Книги

Четверо Благочестивых. Золотой жук

22
18
20
22
24
26
28
30

Он был открыт. Распахнут. Во всю ширь. И, когда я это увидел, у меня внутри все прямо заклокотало от ярости. Я видел его совершенно отчетливо… этот бледно-голубой зрачок, закрытый мерзкой пленкой, от которой меня пробирало до мозга костей. Но кроме этого глаза, я не видел больше ничего, ни лица старика, ни его тела, потому что луч как будто специально упал прямиком на эту проклятую точку.

А дальше… Разве не говорил я вам, что то, что вы считаете безумством, – на самом деле всего лишь обостренное чувство? До моего слуха донесся тихий, глухой и частый звук – если часы завернуть в вату, они будут так тикать. Этот звук мне тоже был хорошо знаком. Это билось стариковское сердце. И оно только разожгло горевший во мне огонь, как барабанный бой распаляет храбрость солдат.

Но даже тогда я сдержался и не шелохнулся. Я почти не дышал. Фонарь у меня в руке даже не дрогнул. Я решил проверить, как долго я смогу не сводить луч с этого глаза. А адский стук сердца тем временем нарастал. Оно билось все быстрее и быстрее, с каждой секундой все громче и громче. Старик, должно быть, испытывал жуткий ужас. Я не шучу, сердце его колотилось все сильнее. Помните, я говорил, что нервный? Так и есть. А тогда глухой ночью, в адской тишине этого старого дома, слушая этот странный звук, я испытывал непреодолимый ужас. И все же еще несколько минут я сдерживался и стоял, точно окаменел. Но биение становилось громче, громче! Мне показалось, что его сердце сейчас лопнет. И тут меня будто осенило: этот адский звук услышат соседи! И час старика пробил! Громко крикнув, я раскрыл фонарь и прыгнул в комнату. Он вскрикнул раз… Всего один раз. Я мгновенно стащил его на пол и привалил тяжелой постелью. Поняв, что дело сделано, я радостно улыбнулся. Но еще долго сердце продолжало приглушенно биться. Но это уже не тревожило меня – за стеной этого не услышат. Наконец звук стих. Старик умер. Я стащил с него постель и осмотрел труп. Да, он был мертв, абсолютно. Я приложил руку к его груди, на сердце, и держал ее там несколько минут. Биения не было. Признаков жизни он не подавал. Его глаз больше не побеспокоит меня.

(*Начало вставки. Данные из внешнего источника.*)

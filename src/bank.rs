//! Question bank: a fixed, insertion-ordered set of questions validated once
//! at construction. Picking draws uniformly with replacement.

use std::{collections::HashSet, sync::Arc};

use rand::Rng;
use tracing::info;

use crate::domain::Question;
use crate::error::ConfigError;

#[derive(Clone, Debug)]
pub struct QuestionBank {
    questions: Vec<Arc<Question>>,
}

impl QuestionBank {
    /// Validate and freeze the bank. Rejects empty banks and malformed entries.
    pub fn new(questions: Vec<Question>) -> Result<Self, ConfigError> {
        if questions.is_empty() {
            return Err(ConfigError::EmptyBank);
        }

        let mut seen = HashSet::new();
        for question in &questions {
            validate_question(question)?;
            if !seen.insert(question.id.as_str()) {
                return Err(ConfigError::DuplicateQuestion(question.id.clone()));
            }
        }

        info!(target: "challenge", questions = questions.len(), "Question bank loaded");
        Ok(Self {
            questions: questions.into_iter().map(Arc::new).collect(),
        })
    }

    /// Uniform draw with replacement.
    pub fn pick<R: Rng>(&self, rng: &mut R) -> Arc<Question> {
        // Non-empty by construction, so the range is never empty.
        let index = rng.gen_range(0..self.questions.len());
        Arc::clone(&self.questions[index])
    }

    #[cfg(test)]
    pub fn get(&self, id: &str) -> Option<Arc<Question>> {
        self.questions.iter().find(|q| q.id == id).cloned()
    }

    pub fn len(&self) -> usize {
        self.questions.len()
    }

    pub fn iter(&self) -> impl Iterator<Item = &Arc<Question>> {
        self.questions.iter()
    }
}

fn validate_question(q: &Question) -> Result<(), ConfigError> {
    let invalid = |reason: &str| ConfigError::InvalidQuestion {
        id: q.id.clone(),
        reason: reason.to_string(),
    };

    if q.id.trim().is_empty() {
        return Err(invalid("missing id"));
    }
    if q.prompt.trim().is_empty() {
        return Err(invalid("empty prompt"));
    }
    if q.candidate_answers.len() < 2 {
        return Err(invalid("needs at least two candidate answers"));
    }
    if !q.candidate_answers.contains(&q.correct_answer) {
        return Err(invalid("correct answer is not one of the candidates"));
    }
    Ok(())
}

#[cfg(test)]
mod tests {
    use super::*;
    use crate::seeds::seed_questions;
    use rand::{rngs::StdRng, SeedableRng};

    fn question(id: &str, answers: &[&str], correct: &str) -> Question {
        Question {
            id: id.into(),
            prompt: "pick one".into(),
            candidate_answers: answers.iter().map(|a| a.to_string()).collect(),
            correct_answer: correct.into(),
        }
    }

    #[test]
    fn empty_bank_is_rejected() {
        assert_eq!(QuestionBank::new(vec![]).unwrap_err(), ConfigError::EmptyBank);
    }

    #[test]
    fn correct_answer_must_be_a_candidate() {
        let err = QuestionBank::new(vec![question("q", &["a", "b"], "c")]).unwrap_err();
        assert!(matches!(err, ConfigError::InvalidQuestion { ref id, .. } if id == "q"));
    }

    #[test]
    fn single_candidate_is_rejected() {
        let err = QuestionBank::new(vec![question("q", &["a"], "a")]).unwrap_err();
        assert!(matches!(err, ConfigError::InvalidQuestion { .. }));
    }

    #[test]
    fn duplicate_ids_are_rejected() {
        let err = QuestionBank::new(vec![
            question("q", &["a", "b"], "a"),
            question("q", &["c", "d"], "d"),
        ])
        .unwrap_err();
        assert_eq!(err, ConfigError::DuplicateQuestion("q".into()));
    }

    #[test]
    fn pick_only_returns_bank_members() {
        let bank = QuestionBank::new(seed_questions()).unwrap();
        let mut rng = StdRng::seed_from_u64(7);
        for _ in 0..100 {
            let picked = bank.pick(&mut rng);
            assert!(bank.get(&picked.id).is_some());
        }
    }

    #[test]
    fn pick_covers_the_whole_bank() {
        let bank = QuestionBank::new(seed_questions()).unwrap();
        let mut rng = StdRng::seed_from_u64(42);
        let seen: HashSet<String> = (0..500).map(|_| bank.pick(&mut rng).id.clone()).collect();
        assert_eq!(seen.len(), bank.len());
    }

    #[test]
    fn bank_preserves_insertion_order() {
        let bank = QuestionBank::new(seed_questions()).unwrap();
        let ids: Vec<&str> = bank.iter().map(|q| q.id.as_str()).collect();
        assert_eq!(ids, vec!["1", "2", "3", "4", "5"]);
    }
}
//! Telemetry initialization (tracing/tracing-subscriber).
//!
//! Behavior:
//! - LOG_LEVEL controls the filter (e.g. "debug" or detailed directives like
//!   "info,challenge=debug,reef_quiz=debug,tower_http=info,axum=info").
//! - LOG_FORMAT selects "pretty" (default) or "json" structured logs.
//!
//! Notes:
//! - Targets are included in the output: `challenge` for lifecycle events,
//!   `reef_quiz` for phases, config and connections.
//! - Tower HTTP TraceLayer still adds per-request spans; this complements it.

use tracing_subscriber::EnvFilter;

const DEFAULT_FILTER: &str = "info,challenge=debug,reef_quiz=debug,tower_http=info,axum=info";

pub fn init_tracing() {
    let filter = EnvFilter::try_from_env("LOG_LEVEL").unwrap_or_else(|_| EnvFilter::new(DEFAULT_FILTER));

    let builder = tracing_subscriber::fmt()
        .with_env_filter(filter)
        .with_target(true)
        .with_file(true)
        .with_line_number(true);

    // Choose JSON vs pretty; don't try to store different layer types.
    match std::env::var("LOG_FORMAT").as_deref() {
        Ok("json") => {
            builder.json().init();
        }
        _ => {
            builder.init();
        }
    }
}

Если вы все еще думаете, что я – сумасшедший, я опишу вам, как мудро я избавился от тела, и вы перестанете так думать. Близилось утро, поэтому я работал быстро, но тихо. Во-первых, я расчленил труп. Отрезал голову, руки и ноги.

Затем прямо в той комнате снял три половицы и сложил все аккуратненько в нишу. После этого уложил доски обратно, да сделал все так тщательно, так точно, что ни один человеческий глаз (даже его!) ничего не заметил бы. И смывать было нечего – нигде ни единого пятнышка не осталось. Ни от крови, ни от чего. Уж я за этим проследил! Все ушло в ванну. Ха-ха!

Я покончил со всем в четыре утра, но на улице было еще совсем темно, не светлее, чем в полночь. Как только прозвонил колокол, в уличную дверь постучали. Я пошел открывать с легким сердцем – чего мне теперь бояться? На пороге стояли трое, они вежливо представились, сообщив, что из полиции. Ночью кто-то из соседей услышал какой-то вскрик и заподозрил неладное. Об этом сообщили в полицейский участок, и их (офицеров) направили осмотреть дом.

Я улыбнулся – бояться-то мне было нечего! – и пригласил войти. Про крик я сказал, что это я сам вскрикнул во сне. Старик, упомянул я мимоходом, уехал за город. Я провел своих гостей по всему дому. Говорю: пожалуйста, обыскивайте, ищите где хотите. Потом и в его комнату их завел. Показал им его богатства, вот, мол, они, целехонькие, никто к ним и пальцем не прикасается. Я до того был уверен в себе, что даже притащил в комнату пару стульев и предложил им посидеть, отдохнуть, а самого такое торжество охватило, что свой стул я поставил прямехонько над тем самым местом, где лежал труп.

Офицеры были удовлетворены. Мое поведение убедило их: держался-то я совершенно непринужденно и расслабленно. Они сели и давай болтать о всяких пустяках, о том о сём, о работе, я, знай себе, сижу, поддакиваю с улыбочкой. Но вскоре чувствую: начинаю бледнеть. Мне захотелось, чтобы они ушли. Голова даже разболелась, и в ушах звенеть начало. А они все сидят себе и разговаривают. Звон в ушах стал сильнее… Не прекращался ни на секунду, только явственнее становился… Тогда я и сам стал больше говорить, чтобы избавиться от этого чувства… Но оно не уходило и делалось только отчетливее, а потом наконец меня осенило, что это вовсе не в ушах у меня звенит.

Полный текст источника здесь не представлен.